Exercise directions: Among the records below, find each line containing the word "venue" and copy it.

Provided records:
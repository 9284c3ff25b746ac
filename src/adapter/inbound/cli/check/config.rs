use std::path::Path;

use serde_json::json;

use crate::adapter::inbound::cli::output;
use crate::error::Result;
use crate::infrastructure::config::{Config, Credentials};

/// Report the effective configuration without contacting any venue.
pub fn execute(config: &Config, path: &Path, loaded_from_file: bool) -> Result<()> {
    let source = if loaded_from_file {
        path.display().to_string()
    } else {
        "defaults + environment".to_string()
    };

    if output::is_json() {
        output::event(
            "config",
            json!({
                "path": source,
                "source_url": config.source.base_url,
                "target_url": config.target.base_url,
                "concurrency": config.reconcile.concurrency,
                "output_file": config.reconcile.output_file.display().to_string(),
                "source_credentials": config.source.credentials.is_complete(),
                "target_credentials": config.target.credentials.is_complete(),
            }),
        );
        return Ok(());
    }

    output::section("Configuration Check");
    output::field("Config", source);
    output::success("Configuration is valid");

    output::section("Summary");
    output::field("Source", &config.source.base_url);
    output::field("Target", &config.target.base_url);
    output::field("Concurrency", config.reconcile.concurrency);
    output::field("Output file", config.reconcile.output_file.display());
    output::field("Log level", &config.logging.level);

    report_credentials(
        "Binance",
        &config.source.credentials,
        "BINANCE_API_KEY / BINANCE_SECRET (prompted for by `fees`)",
    );
    report_credentials(
        "OpenDAX",
        &config.target.credentials,
        "OPENDAX_API_KEY / OPENDAX_API_SECRET (required to update markets)",
    );

    output::success("Configuration check complete");
    Ok(())
}

fn report_credentials(venue: &str, credentials: &Credentials, missing: &str) {
    if credentials.is_complete() {
        output::success(&format!("{venue} credentials detected"));
    } else {
        output::warning(&format!("{venue} credentials not configured: {missing}"));
    }
}
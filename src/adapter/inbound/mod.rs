//! Inbound adapters (driving side).

pub mod cli;
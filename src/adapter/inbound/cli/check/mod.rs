//! Diagnostic command handlers.

pub mod config;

Exercise answer:
/// Report the effective configuration without contacting any venue.
fn report_credentials(venue: &str, credentials: &Credentials, missing: &str) {
        output::success(&format!("{venue} credentials detected"));
        output::warning(&format!("{venue} credentials not configured: {missing}"));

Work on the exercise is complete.